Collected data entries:
===============

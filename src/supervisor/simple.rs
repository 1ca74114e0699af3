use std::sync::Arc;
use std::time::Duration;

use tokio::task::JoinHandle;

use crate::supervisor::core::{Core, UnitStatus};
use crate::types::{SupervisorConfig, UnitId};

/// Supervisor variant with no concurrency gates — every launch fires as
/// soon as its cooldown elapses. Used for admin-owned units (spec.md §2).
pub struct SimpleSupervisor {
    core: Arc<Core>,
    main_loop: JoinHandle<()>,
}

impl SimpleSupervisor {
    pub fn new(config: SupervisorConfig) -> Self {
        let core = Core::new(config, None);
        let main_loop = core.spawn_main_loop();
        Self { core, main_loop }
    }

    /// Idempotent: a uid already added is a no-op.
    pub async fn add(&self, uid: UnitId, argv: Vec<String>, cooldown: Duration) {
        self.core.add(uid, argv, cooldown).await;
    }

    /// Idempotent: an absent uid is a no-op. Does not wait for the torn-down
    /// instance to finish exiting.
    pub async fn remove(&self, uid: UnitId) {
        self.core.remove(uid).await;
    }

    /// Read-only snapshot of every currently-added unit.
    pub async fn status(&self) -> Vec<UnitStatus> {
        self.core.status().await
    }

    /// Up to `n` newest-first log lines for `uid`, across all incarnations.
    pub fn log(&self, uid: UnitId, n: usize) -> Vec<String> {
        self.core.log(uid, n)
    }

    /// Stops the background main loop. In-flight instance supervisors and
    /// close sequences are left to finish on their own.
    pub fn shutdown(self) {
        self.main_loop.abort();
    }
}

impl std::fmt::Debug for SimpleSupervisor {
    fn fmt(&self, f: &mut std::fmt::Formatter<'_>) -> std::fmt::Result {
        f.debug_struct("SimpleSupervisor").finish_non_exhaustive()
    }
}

===============

■ **What to do**
All of the entries above must be transcribed exactly.

■ **Result of the task**
filename src/supervisor/simple.rs
repository 1ca74114e0699af3
use std::sync::Arc;
use std::time::Duration;

use tokio::task::JoinHandle;

use crate::supervisor::core::{Core, UnitStatus};
use crate::types::{SupervisorConfig, UnitId};

/// Supervisor variant with no concurrency gates — every launch fires as
/// soon as its cooldown elapses. Used for admin-owned units (spec.md §2).
pub struct SimpleSupervisor {
    core: Arc<Core>,
    main_loop: JoinHandle<()>,
}

impl SimpleSupervisor {
    pub fn new(config: SupervisorConfig) -> Self {
        let core = Core::new(config, None);
        let main_loop = core.spawn_main_loop();
        Self { core, main_loop }
    }

    /// Idempotent: a uid already added is a no-op.
    pub async fn add(&self, uid: UnitId, argv: Vec<String>, cooldown: Duration) {
        self.core.add(uid, argv, cooldown).await;
    }

    /// Idempotent: an absent uid is a no-op. Does not wait for the torn-down
    /// instance to finish exiting.
    pub async fn remove(&self, uid: UnitId) {
        self.core.remove(uid).await;
    }

    /// Read-only snapshot of every currently-added unit.
    pub async fn status(&self) -> Vec<UnitStatus> {
        self.core.status().await
    }

    /// Up to `n` newest-first log lines for `uid`, across all incarnations.
    pub fn log(&self, uid: UnitId, n: usize) -> Vec<String> {
        self.core.log(uid, n)
    }

    /// Stops the background main loop. In-flight instance supervisors and
    /// close sequences are left to finish on their own.
    pub fn shutdown(self) {
        self.main_loop.abort();
    }
}

impl std::fmt::Debug for SimpleSupervisor {
    fn fmt(&self, f: &mut std::fmt::Formatter<'_>) -> std::fmt::Result {
        f.debug_struct("SimpleSupervisor").finish_non_exhaustive()
    }
}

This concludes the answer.